Member of the Virginia Senate from the Richmond district
- In office January 1955 – January 1963

61st Mayor of Richmond, Virginia
- In office March __, 1952 – June 30, 1954
- Preceded by: T. Nelson Parker
- Succeeded by: Thomas P. Bryan

Personal details
- Born: July 12, 1911 Wilmington, North Carolina, U.S.
- Died: May 4, 1996 (aged 84) Richmond, Virginia, U.S.
- Party: Democratic
- Spouse(s): Kathleen Scott, Constance Haddock
- Alma mater: University of Richmond Medical College of Virginia
- Profession: physician

Military service
- Allegiance: United States
- Branch/service: U.S. Navy
- Years of service: 1942–1945
- Battles/wars: World War II

= Edward E. Haddock =

American physician and politician

Edward Ellis Haddock (July 12, 1911 – May 4, 1996) was an American physician and politician. He served as mayor of Richmond, Virginia from 1952 to 1954, and in the Virginia State Senate for eight years (1955-1963) before retiring to concentrate on his general practice. He also served on the Richmond City Council for four years, and unsuccessfully ran for U.S. Congress from Virginia's 3rd congressional district in 1965.

==Early and family life==
Haddock was born to in Wilmington, North Carolina to Richmond Streeter Haddock and his wife, the former Mary Jane Ellis. He graduated from the University of Richmond in 1934 and from the Medical College of Virginia in 1938. He had several brothers and sisters, including one brother who was a Methodist minister in Prince Edward County, Virginia. Haddock married twice, first in 1939 to Kathleen Scott, who produced son Edward Haddock Jr. and three daughters. His second marriage was to Constance (Connie) Haddock. He also had a stepson and stepdaughter.

==Career==

Haddock was a general practitioner, starting his practice as an in-house physician for the DuPont corporation in 1940. Beginning in 1942, he served in the U.S. Navy as a medical officer during World War II, including aboard the USS Alaska.

Upon discharge, Haddock resumed his general practice. He was also active in his profession, helping to found the American Academy of Family Practice in 1946, as well as the Virginia Academy of Family Practitioners, and the Richmond Academy of Family Practitioners. Other professional memberships included the Richmond Academy of Medicine, the Virginia Medical Society, the Southern Medical Association and the American Medical Association.

Haddock was also active in his community, serving on the original board of directors of the Boys Club, as well as of the Richmond Symphony. He was also active in the Methodist Church, a Mason and Shriner. He served on the board of trustees of Virginia Wesleyan College, and lived next to the Richmond Country Club.

On November 8, 1986, a disgruntled former patient came to the general practitioner's office and began shooting, killing a nurse, a patient and himself, as well as wounding Dr. Haddock (then 75 years old) and his wife Connie. Haddock retired from his practice in 1988, but continued as an examining physician with the military processing station for Virginia recruits.

==Political career==
Haddock was appointed to the Richmond City Council (Richmond, Virginia) in January 1952 to serve the remainder of the term of Edward E. Willey, who had resigned. The city council then elected Haddock mayor to succeed T. Nelson Parker. Haddock served from 1952 until 1954, when vice-mayor Thomas P. Bryan succeeded him. Haddock advocated improving the educational system, and also succeeded in improving Parker stadium, which helped bring Triple A baseball (International League) team to Richmond.
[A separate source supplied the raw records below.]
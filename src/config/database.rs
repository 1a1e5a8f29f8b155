//! Database configuration module for `BaubleBot`.
//!
//! Handles the `SQLite` connection and table creation using `SeaORM`. Table
//! creation uses `Schema::create_table_from_entity` so the database schema
//! always matches the entity definitions without hand-written SQL.

use crate::entities::Player;
use crate::errors::Result;
use sea_orm::{ConnectionTrait, Database, DatabaseConnection, Schema};

/// Gets the database URL from the environment or the default `SQLite` path.
#[must_use]
pub fn get_database_url() -> String {
    std::env::var("DATABASE_URL").unwrap_or_else(|_| "sqlite://data/baublebot.sqlite".to_string())
}

/// Establishes the database connection.
pub async fn create_connection() -> Result<DatabaseConnection> {
    Database::connect(get_database_url()).await.map_err(Into::into)
}

/// Creates all tables from the entity definitions.
pub async fn create_tables(db: &DatabaseConnection) -> Result<()> {
    let builder = db.get_database_backend();
    let schema = Schema::new(builder);

    let player_table = schema.create_table_from_entity(Player);
    db.execute(builder.build(&player_table)).await?;

    Ok(())
}

#[cfg(test)]
mod tests {
    use super::*;
    use crate::entities::player::Model as PlayerModel;
    use sea_orm::{EntityTrait, QuerySelect};

    #[tokio::test]
    async fn test_create_tables() -> Result<()> {
        let db = Database::connect("sqlite::memory:").await?;
        create_tables(&db).await?;

        // Table exists and is queryable
        let _: Vec<PlayerModel> = Player::find().limit(1).all(&db).await?;
        Ok(())
    }
}
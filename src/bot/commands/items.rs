//! Inventory Discord commands - `inventory`, `use_item`, and `throw`.
//!
//! This module contains commands that interact with the database through our
//! core modules to list owned items, consume or equip them, open reward
//! containers, and throw curses at other players.

// Inner module to suppress missing_docs warnings for poise macro-generated code
mod inner {
    #![allow(missing_docs)]

    use crate::{
        bot::{BotData, handlers::autocomplete},
        core::player,
        errors::{Error, Result},
    };
    use rand::SeedableRng;
    use rand::rngs::StdRng;

    /// Lists the items the author owns.
    #[poise::command(slash_command, prefix_command)]
    pub async fn inventory(ctx: poise::Context<'_, BotData, Error>) -> Result<()> {
        let db = &ctx.data().database;
        let catalog = &ctx.data().catalog;
        let user_id = ctx.author().id.to_string();

        let state = player::load(db, &user_id).await?;
        if state.inventory.is_empty() {
            ctx.say("🎒 Your inventory is empty. Use `/shop` to browse items.")
                .await?;
            return Ok(());
        }

        let mut lines = vec![String::from("**🎒 Your Inventory**")];
        let mut owned: Vec<_> = state.inventory.values().collect();
        owned.sort_by(|a, b| a.id.cmp(&b.id));
        for item in owned {
            let name = catalog
                .get(&item.id)
                .map_or_else(|| item.id.clone(), |def| def.name.clone());
            lines.push(format!("• **{}** x{} (`{}`)", name, item.quantity, item.id));
        }
        ctx.say(lines.join("\n")).await?;
        Ok(())
    }

    /// Uses one unit of an owned item.
    ///
    /// Consumables start a timed effect, tools and equipment get equipped
    /// with rolled durability, chests and mystery boxes open into a reward,
    /// and cosmetics toggle on or off.
    #[poise::command(slash_command, prefix_command)]
    pub async fn use_item(
        ctx: poise::Context<'_, BotData, Error>,
        #[description = "Item to use"]
        #[autocomplete = "autocomplete::autocomplete_owned_item_id"]
        item: String,
    ) -> Result<()> {
        let db = &ctx.data().database;
        let catalog = &ctx.data().catalog;
        let fallback = ctx.data().fallback;
        let user_id = ctx.author().id.to_string();
        let mut rng = StdRng::from_entropy();

        match player::use_item(db, catalog, fallback, &user_id, &item, &mut rng).await {
            Ok(outcome) => {
                let prefix = if outcome.success { "✅" } else { "❌" };
                ctx.say(format!("{prefix} {}", outcome.message)).await?;
            }
            Err(Error::ItemNotFound { id }) => {
                ctx.say(format!("❌ No item called `{id}` exists.")).await?;
            }
            Err(Error::InsufficientQuantity { id }) => {
                ctx.say(format!("❌ You don't own any `{id}`.")).await?;
            }
            Err(e) => return Err(e),
        }
        Ok(())
    }

    /// Throws a curse bottle at another player.
    ///
    /// The target gets the curse as an active effect; a player can only carry
    /// one curse at a time, and you cannot throw one at yourself.
    #[poise::command(slash_command, prefix_command)]
    pub async fn throw(
        ctx: poise::Context<'_, BotData, Error>,
        #[description = "Player to curse"] target: poise::serenity_prelude::User,
        #[description = "Throwable curse item"]
        #[autocomplete = "autocomplete::autocomplete_owned_item_id"]
        item: String,
    ) -> Result<()> {
        let db = &ctx.data().database;
        let catalog = &ctx.data().catalog;
        let thrower_id = ctx.author().id.to_string();
        let target_id = target.id.to_string();

        match player::throw_curse_at(db, catalog, &thrower_id, &target_id, &item).await {
            Ok(outcome) => {
                let prefix = if outcome.success { "🧪" } else { "❌" };
                ctx.say(format!("{prefix} {}", outcome.message)).await?;
            }
            Err(Error::ItemNotFound { id }) => {
                ctx.say(format!("❌ No item called `{id}` exists.")).await?;
            }
            Err(Error::InsufficientQuantity { id }) => {
                ctx.say(format!("❌ You don't own any `{id}`.")).await?;
            }
            Err(e) => return Err(e),
        }
        Ok(())
    }
}

// Re-export all commands
pub use inner::*;
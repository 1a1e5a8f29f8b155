//! Autocomplete handlers for Discord slash command parameters.
//!
//! This module provides autocomplete functionality for item ids, improving
//! the user experience by suggesting valid options as the user types.

use crate::{bot::BotData, core::player, errors::Error};

/// Discord caps autocomplete responses at 25 entries.
const AUTOCOMPLETE_LIMIT: usize = 25;

/// Case-insensitive contains over the id and optional display name.
/// `partial_lower` must already be lowercased.
fn matches_partial(id: &str, name: Option<&str>, partial_lower: &str) -> bool {
    id.to_lowercase().contains(partial_lower)
        || name.is_some_and(|n| n.to_lowercase().contains(partial_lower))
}

/// Provides autocomplete suggestions for catalog item ids.
///
/// Matches the partial input against both the item id and the display name,
/// case-insensitively, and returns up to 25 ids.
pub async fn autocomplete_item_id(
    ctx: poise::Context<'_, BotData, Error>,
    partial: &str,
) -> Vec<String> {
    let partial_lower = partial.to_lowercase();

    // Catalog iteration is id-ordered, so results are already sorted
    ctx.data()
        .catalog
        .iter()
        .filter(|def| matches_partial(&def.id, Some(&def.name), &partial_lower))
        .map(|def| def.id.clone())
        .take(AUTOCOMPLETE_LIMIT)
        .collect()
}

/// Provides autocomplete suggestions restricted to items the author owns.
pub async fn autocomplete_owned_item_id(
    ctx: poise::Context<'_, BotData, Error>,
    partial: &str,
) -> Vec<String> {
    let db = &ctx.data().database;
    let user_id = ctx.author().id.to_string();

    let Ok(state) = player::load(db, &user_id).await else {
        return Vec::new();
    };

    let partial_lower = partial.to_lowercase();
    let mut matching: Vec<String> = state
        .inventory
        .values()
        .filter(|owned| owned.quantity > 0 && matches_partial(&owned.id, None, &partial_lower))
        .map(|owned| owned.id.clone())
        .take(AUTOCOMPLETE_LIMIT)
        .collect();

    matching.sort();
    matching
}

/// Provides autocomplete suggestions restricted to the author's permanent
/// effects, for `/remove_effect`.
pub async fn autocomplete_permanent_item_id(
    ctx: poise::Context<'_, BotData, Error>,
    partial: &str,
) -> Vec<String> {
    let db = &ctx.data().database;
    let user_id = ctx.author().id.to_string();

    let Ok(state) = player::load(db, &user_id).await else {
        return Vec::new();
    };

    let partial_lower = partial.to_lowercase();
    let mut matching: Vec<String> = state
        .containers
        .permanent
        .keys()
        .filter(|id| matches_partial(id, None, &partial_lower))
        .cloned()
        .take(AUTOCOMPLETE_LIMIT)
        .collect();

    matching.sort();
    matching
}

#[cfg(test)]
mod tests {
    use super::matches_partial;

    #[test]
    fn test_matching_ignores_case_on_both_sides() {
        assert!(matches_partial("iron_pickaxe", None, "pick"));
        assert!(matches_partial("iron_pickaxe", None, "iron"));
        // Uppercase input is lowercased by the callers before matching
        assert!(matches_partial("iron_pickaxe", Some("Iron Pickaxe"), "iron p"));
        assert!(!matches_partial("iron_pickaxe", Some("Iron Pickaxe"), "gold"));
    }

    #[test]
    fn test_matching_covers_display_name() {
        assert!(matches_partial("curse_bottle", Some("Bottled Curse"), "bottled"));
        assert!(!matches_partial("curse_bottle", None, "bottled c"));
    }
}
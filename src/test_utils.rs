//! Shared test utilities for `BaubleBot`.
//!
//! Common helpers for setting up in-memory test databases, catalogs, and
//! deterministic randomness.

use crate::catalog::Catalog;
use crate::errors::Result;
use rand::SeedableRng;
use rand::rngs::StdRng;
use sea_orm::DatabaseConnection;

/// Creates an in-memory `SQLite` database with all tables initialized.
/// This is the standard setup for all integration tests.
pub async fn setup_test_db() -> Result<DatabaseConnection> {
    let db = sea_orm::Database::connect("sqlite::memory:").await?;
    crate::config::database::create_tables(&db).await?;
    Ok(db)
}

/// The builtin catalog; tests assert against its known items.
///
/// # Panics
/// Only if the builtin table fails validation, which is itself a test failure.
#[allow(clippy::expect_used)]
pub fn test_catalog() -> Catalog {
    Catalog::builtin().expect("builtin catalog must validate")
}

/// A deterministic rng for reproducible reward/durability rolls.
#[must_use]
pub fn seeded_rng() -> StdRng {
    StdRng::seed_from_u64(0xBA0B_1E55)
}
//! Shop configuration loading from shop.toml
//!
//! Optional operator overrides: per-item price changes and the currency band
//! used when a chest cannot resolve to an item. The file is optional; missing
//! file means builtin defaults.

use crate::core::rewards::FallbackBand;
use crate::errors::{Error, Result};
use serde::Deserialize;
use std::path::Path;

/// Configuration structure representing the entire shop.toml file
#[derive(Debug, Default, Deserialize)]
pub struct ShopConfig {
    /// Currency band for chest fallback grants
    #[serde(default)]
    pub chest_fallback: Option<ChestFallback>,
    /// Per-item price overrides
    #[serde(default)]
    pub price_overrides: Vec<PriceOverride>,
}

/// Currency band for chest fallback grants
#[derive(Debug, Clone, Copy, Deserialize)]
pub struct ChestFallback {
    /// Minimum fallback amount
    pub min: i64,
    /// Maximum fallback amount
    pub max: i64,
}

/// One per-item price override
#[derive(Debug, Clone, Deserialize)]
pub struct PriceOverride {
    /// Catalog item id
    pub id: String,
    /// New price
    pub price: i64,
}

impl ShopConfig {
    /// The fallback band to use, defaulting when the file omits it.
    #[must_use]
    pub fn fallback_band(&self) -> FallbackBand {
        self.chest_fallback.map_or_else(FallbackBand::default, |band| FallbackBand {
            min: band.min,
            max: band.max,
        })
    }

    /// Override pairs in the shape the catalog expects.
    #[must_use]
    pub fn override_pairs(&self) -> Vec<(String, i64)> {
        self.price_overrides
            .iter()
            .map(|o| (o.id.clone(), o.price))
            .collect()
    }
}

/// Loads shop configuration from a TOML file.
pub fn load_config<P: AsRef<Path>>(path: P) -> Result<ShopConfig> {
    let contents = std::fs::read_to_string(path.as_ref()).map_err(|e| Error::Config {
        message: format!("Failed to read shop config: {e}"),
    })?;

    toml::from_str(&contents).map_err(|e| Error::Config {
        message: format!("Failed to parse shop.toml: {e}"),
    })
}

/// Loads shop configuration from the default location (./shop.toml),
/// returning defaults when the file does not exist.
pub fn load_default_config() -> Result<ShopConfig> {
    if Path::new("shop.toml").exists() {
        load_config("shop.toml")
    } else {
        Ok(ShopConfig::default())
    }
}
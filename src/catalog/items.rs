//! The builtin item table.
//!
//! Kept as plain constructors rather than a data file so the compiler checks
//! every effect descriptor. Prices can still be overridden via `shop.toml`.

use super::{Category, ItemDef, Rarity};
use crate::catalog::effects::{
    ChestReward, ETERNAL_DURABILITY, EffectKind, Target, VipBenefit,
};

fn item(
    id: &str,
    name: &str,
    description: &str,
    category: Category,
    rarity: Rarity,
    price: i64,
    stackable: bool,
    max_stack: u32,
    effect: EffectKind,
) -> ItemDef {
    ItemDef {
        id: id.to_string(),
        name: name.to_string(),
        description: description.to_string(),
        category,
        rarity,
        price,
        stackable,
        max_stack,
        effect,
    }
}

/// All builtin shop items.
#[allow(clippy::too_many_lines)] // One entry per item, table-shaped on purpose
pub fn builtin_items() -> Vec<ItemDef> {
    vec![
        // --- Consumables -----------------------------------------------------
        item(
            "coffee",
            "Strong Coffee",
            "Work pays 25% more for an hour.",
            Category::Consumable,
            Rarity::Common,
            250,
            true,
            10,
            EffectKind::Multiplier {
                targets: vec![Target::Work],
                multiplier: 1.25,
                duration: Some(3600),
            },
        ),
        item(
            "golden_pretzel",
            "Golden Pretzel",
            "Everything pays 50% more for half an hour.",
            Category::Consumable,
            Rarity::Rare,
            2_000,
            true,
            5,
            EffectKind::Multiplier {
                targets: vec![Target::All],
                multiplier: 1.5,
                duration: Some(1800),
            },
        ),
        item(
            "energy_drink",
            "Energy Drink",
            "Work cooldowns 30% shorter for two hours.",
            Category::Consumable,
            Rarity::Common,
            400,
            true,
            10,
            EffectKind::CooldownReduction {
                targets: vec![Target::Work],
                reduction: 0.3,
                duration: Some(7200),
            },
        ),
        item(
            "scholars_tome",
            "Scholar's Tome",
            "Double XP from every action for an hour.",
            Category::Consumable,
            Rarity::Uncommon,
            1_200,
            true,
            5,
            EffectKind::XpMultiplier {
                targets: vec![Target::All],
                multiplier: 2.0,
                duration: Some(3600),
            },
        ),
        item(
            "lucky_clover",
            "Lucky Clover",
            "+20% luck in games, good for 5 rounds.",
            Category::Consumable,
            Rarity::Uncommon,
            900,
            true,
            10,
            EffectKind::SuccessBoost {
                targets: vec![Target::Games],
                boost: 0.2,
                uses: Some(5),
            },
        ),
        item(
            "guard_dog",
            "Guard Dog",
            "Blocks the next 3 robbery attempts against you.",
            Category::Consumable,
            Rarity::Rare,
            3_500,
            true,
            3,
            EffectKind::Protection {
                prevents: vec![Target::Robbery],
                duration: Some(86_400),
                uses: Some(3),
            },
        ),
        // --- Permanents ------------------------------------------------------
        item(
            "golden_watch",
            "Golden Watch",
            "Permanent +10% on everything you earn.",
            Category::Permanent,
            Rarity::Epic,
            25_000,
            false,
            1,
            EffectKind::PermanentMultiplier {
                targets: vec![Target::All],
                multiplier: 1.1,
            },
        ),
        item(
            "silver_stopwatch",
            "Silver Stopwatch",
            "Permanent 15% shorter work cooldowns.",
            Category::Permanent,
            Rarity::Rare,
            12_000,
            false,
            1,
            EffectKind::PermanentCooldown {
                targets: vec![Target::Work],
                reduction: 0.15,
            },
        ),
        item(
            "rabbits_foot",
            "Rabbit's Foot",
            "Permanent +10% luck at the tables.",
            Category::Permanent,
            Rarity::Rare,
            10_000,
            false,
            1,
            EffectKind::PermanentLuck { boost: 0.1 },
        ),
        item(
            "iron_vault",
            "Iron Vault",
            "Permanently shrugs off robbery attempts.",
            Category::Permanent,
            Rarity::Legendary,
            60_000,
            false,
            1,
            EffectKind::PermanentProtection {
                prevents: vec![Target::Robbery],
            },
        ),
        item(
            "money_tree",
            "Money Tree",
            "Drops 100-300 coins every hour while planted.",
            Category::Permanent,
            Rarity::Epic,
            30_000,
            false,
            1,
            EffectKind::PassiveIncome {
                min_amount: 100,
                max_amount: 300,
                interval: 3600,
            },
        ),
        item(
            "vip_card",
            "VIP Card",
            "30 days of VIP: +50% money, +10% luck, faster cooldowns, extra XP.",
            Category::Permanent,
            Rarity::Legendary,
            100_000,
            false,
            1,
            EffectKind::VipMembership {
                duration: 2_592_000,
                benefits: vec![
                    VipBenefit::MoneyBoost,
                    VipBenefit::LuckBoost,
                    VipBenefit::XpBoost,
                    VipBenefit::CooldownReduction,
                ],
            },
        ),
        // --- Tools -----------------------------------------------------------
        item(
            "iron_pickaxe",
            "Iron Pickaxe",
            "Mine at double yield until it breaks.",
            Category::Tool,
            Rarity::Common,
            1_500,
            true,
            3,
            EffectKind::MiningTool {
                multiplier: 2.0,
                durability: 50,
            },
        ),
        item(
            "eternal_pickaxe",
            "Eternal Pickaxe",
            "Triple mining yield. Never breaks.",
            Category::Tool,
            Rarity::Mythic,
            250_000,
            false,
            1,
            EffectKind::MiningTool {
                multiplier: 3.0,
                durability: ETERNAL_DURABILITY,
            },
        ),
        item(
            "dynamite_bundle",
            "Dynamite Bundle",
            "Five massive blasts at 4x yield.",
            Category::Tool,
            Rarity::Epic,
            8_000,
            true,
            5,
            EffectKind::MiningLimited {
                multiplier: 4.0,
                uses: 5,
            },
        ),
        // --- Equipment -------------------------------------------------------
        item(
            "merchants_ring",
            "Merchant's Ring",
            "+15% money while worn.",
            Category::Equipment,
            Rarity::Rare,
            15_000,
            false,
            1,
            EffectKind::Equipment {
                slot: "ring".to_string(),
                money_multiplier: Some(1.15),
                luck_boost: None,
                base_durability: 40,
                durability_variation: 10,
            },
        ),
        item(
            "gamblers_amulet",
            "Gambler's Amulet",
            "+12% luck while worn.",
            Category::Equipment,
            Rarity::Rare,
            14_000,
            false,
            1,
            EffectKind::Equipment {
                slot: "amulet".to_string(),
                money_multiplier: None,
                luck_boost: Some(0.12),
                base_durability: 35,
                durability_variation: 5,
            },
        ),
        // --- Special ---------------------------------------------------------
        item(
            "curse_bottle",
            "Bottled Curse",
            "Throw at someone to disable their effects for 30 minutes.",
            Category::Special,
            Rarity::Epic,
            20_000,
            true,
            3,
            EffectKind::Curse {
                luck_penalty: -0.3,
                money_penalty: -0.5,
                disables_effects: true,
                duration: 1800,
                throwable: true,
            },
        ),
        // --- Mystery containers ----------------------------------------------
        item(
            "wooden_chest",
            "Wooden Chest",
            "A creaky box with something inside.",
            Category::Mystery,
            Rarity::Common,
            1_000,
            true,
            20,
            EffectKind::OpenChest {
                rewards: vec![
                    ChestReward {
                        id: "coffee".to_string(),
                        chance: 0.5,
                    },
                    ChestReward {
                        id: "energy_drink".to_string(),
                        chance: 0.3,
                    },
                    ChestReward {
                        id: "lucky_clover".to_string(),
                        chance: 0.2,
                    },
                ],
            },
        ),
        item(
            "gilded_chest",
            "Gilded Chest",
            "Heavy. Promising.",
            Category::Mystery,
            Rarity::Epic,
            10_000,
            true,
            10,
            EffectKind::OpenChest {
                rewards: vec![
                    ChestReward {
                        id: "golden_pretzel".to_string(),
                        chance: 0.45,
                    },
                    ChestReward {
                        id: "guard_dog".to_string(),
                        chance: 0.3,
                    },
                    ChestReward {
                        id: "dynamite_bundle".to_string(),
                        chance: 0.2,
                    },
                    ChestReward {
                        id: "golden_watch".to_string(),
                        chance: 0.05,
                    },
                ],
            },
        ),
        item(
            "mystery_box",
            "Mystery Box",
            "Any item worth 200-5000 coins.",
            Category::Mystery,
            Rarity::Uncommon,
            2_500,
            true,
            10,
            EffectKind::MysteryBox {
                min: 200,
                max: 5_000,
                rarity_bonus: false,
            },
        ),
        item(
            "premium_mystery_box",
            "Premium Mystery Box",
            "Any item worth 1000-30000 coins, with better odds for rare finds.",
            Category::Mystery,
            Rarity::Epic,
            15_000,
            true,
            5,
            EffectKind::MysteryBox {
                min: 1_000,
                max: 30_000,
                rarity_bonus: true,
            },
        ),
        item(
            "coin_pouch",
            "Coin Pouch",
            "Somewhere between 500 and 2500 coins.",
            Category::Mystery,
            Rarity::Common,
            1_200,
            true,
            20,
            EffectKind::RandomMoney {
                min: 500,
                max: 2_500,
            },
        ),
        // --- Cosmetics -------------------------------------------------------
        item(
            "top_hat",
            "Top Hat",
            "Pure class. Does nothing.",
            Category::Cosmetic,
            Rarity::Uncommon,
            5_000,
            false,
            1,
            EffectKind::Cosmetic,
        ),
        item(
            "party_crown",
            "Party Crown",
            "For winners. Also does nothing.",
            Category::Cosmetic,
            Rarity::Rare,
            9_000,
            false,
            1,
            EffectKind::Cosmetic,
        ),
    ]
}
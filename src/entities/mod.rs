//! `SeaORM` entity definitions.

/// Player entity - one row per Discord user
pub mod player;

pub use player::Entity as Player;
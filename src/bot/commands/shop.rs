//! Shop Discord commands - `shop` and `buy`.
//!
//! This module contains commands that browse the item catalog and purchase
//! items through the core player module.

// Inner module to suppress missing_docs warnings for poise macro-generated code
mod inner {
    #![allow(missing_docs)]

    use crate::{
        bot::{BotData, handlers::autocomplete},
        core::player,
        errors::{Error, Result},
    };

    /// Browses the item catalog.
    ///
    /// Lists every purchasable item with its price, rarity, and description,
    /// sorted by rarity then price. Output is split across messages to stay
    /// under the Discord length limit.
    #[poise::command(slash_command, prefix_command)]
    pub async fn shop(ctx: poise::Context<'_, BotData, Error>) -> Result<()> {
        let catalog = &ctx.data().catalog;

        let mut defs: Vec<_> = catalog.iter().collect();
        defs.sort_by(|a, b| a.rarity.cmp(&b.rarity).then(a.price.cmp(&b.price)));

        let mut pages = vec![String::from("**🛒 BaubleBot Shop**\n")];
        for def in defs {
            let line = format!(
                "• **{}** `{}` — {} coins [{}]\n  {}\n",
                def.name,
                def.id,
                def.price,
                def.rarity.label(),
                def.description
            );
            // Discord caps messages at 2000 characters
            match pages.last_mut() {
                Some(page) if page.len() + line.len() < 1900 => page.push_str(&line),
                _ => pages.push(line),
            }
        }

        for page in pages {
            ctx.say(page).await?;
        }
        Ok(())
    }

    /// Purchases an item from the shop.
    ///
    /// Deducts the price from the author's balance and adds the item to their
    /// inventory, respecting stack limits for stackable items and the
    /// one-per-player rule for everything else.
    #[poise::command(slash_command, prefix_command)]
    pub async fn buy(
        ctx: poise::Context<'_, BotData, Error>,
        #[description = "Item to purchase"]
        #[autocomplete = "autocomplete::autocomplete_item_id"]
        item: String,
        #[description = "Quantity (default 1)"] quantity: Option<u32>,
    ) -> Result<()> {
        let db = &ctx.data().database;
        let catalog = &ctx.data().catalog;
        let user_id = ctx.author().id.to_string();
        let qty = quantity.unwrap_or(1);

        if qty == 0 {
            ctx.say("❌ Quantity must be at least 1.").await?;
            return Ok(());
        }

        match player::buy(db, catalog, &user_id, &item, qty).await {
            Ok(outcome) => {
                ctx.say(format!("✅ {}", outcome.message)).await?;
            }
            Err(Error::ItemNotFound { id }) => {
                ctx.say(format!(
                    "❌ No item called `{id}` in the shop. Use `/shop` to browse."
                ))
                .await?;
            }
            Err(Error::InsufficientFunds { balance, price }) => {
                ctx.say(format!(
                    "❌ Insufficient funds! That costs **{price}** coins but you have **{balance}**."
                ))
                .await?;
            }
            Err(Error::StackLimit { id, max }) => {
                ctx.say(format!("❌ You can hold at most **{max}**x `{id}`."))
                    .await?;
            }
            Err(e) => return Err(e),
        }
        Ok(())
    }
}

// Re-export all commands
pub use inner::*;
However his suggested name, the "Richmond Confederates" proved controversial, so the new team was called the Richmond Virginians or "Vees" (under manager Luke Appling it began winning, but eventually developed a persistent losing record and was moved to Toledo, Ohio in 1964 and became the Toledo Mud Hens; after a year's delay the franchise became the Richmond Braves from 1966 until 2008, succeeded by the current Double A baseball Richmond Flying Squirrels).

Haddock then ran for and won election as one of three Senators representing Richmond in the Virginia State Senate, serving two terms (1955 to 1963), during the tumultuous Massive Resistance period. Haddock was one of the few moderate voices during the special legislative session that ultimately adopted the Stanley Plan opposing desegregation.

Haddock ran for the U.S. House of Representatives, Virginia's 3rd congressional district seat in 1964 as an independent, and won 30.8% of the vote in the three-man race won by Democrat David E. Satterfield III with 34.5% of the votes (Richard D. Obenshain was the Republican candidate who won 34% of the vote).

President Lyndon B. Johnson appointed Haddock to the federal Community Relations Service committee, and Dr. Haddock previously served on a similar committee in Richmond.

==Death and legacy==
He was interred at Forest Lawn cemetery in Richmond.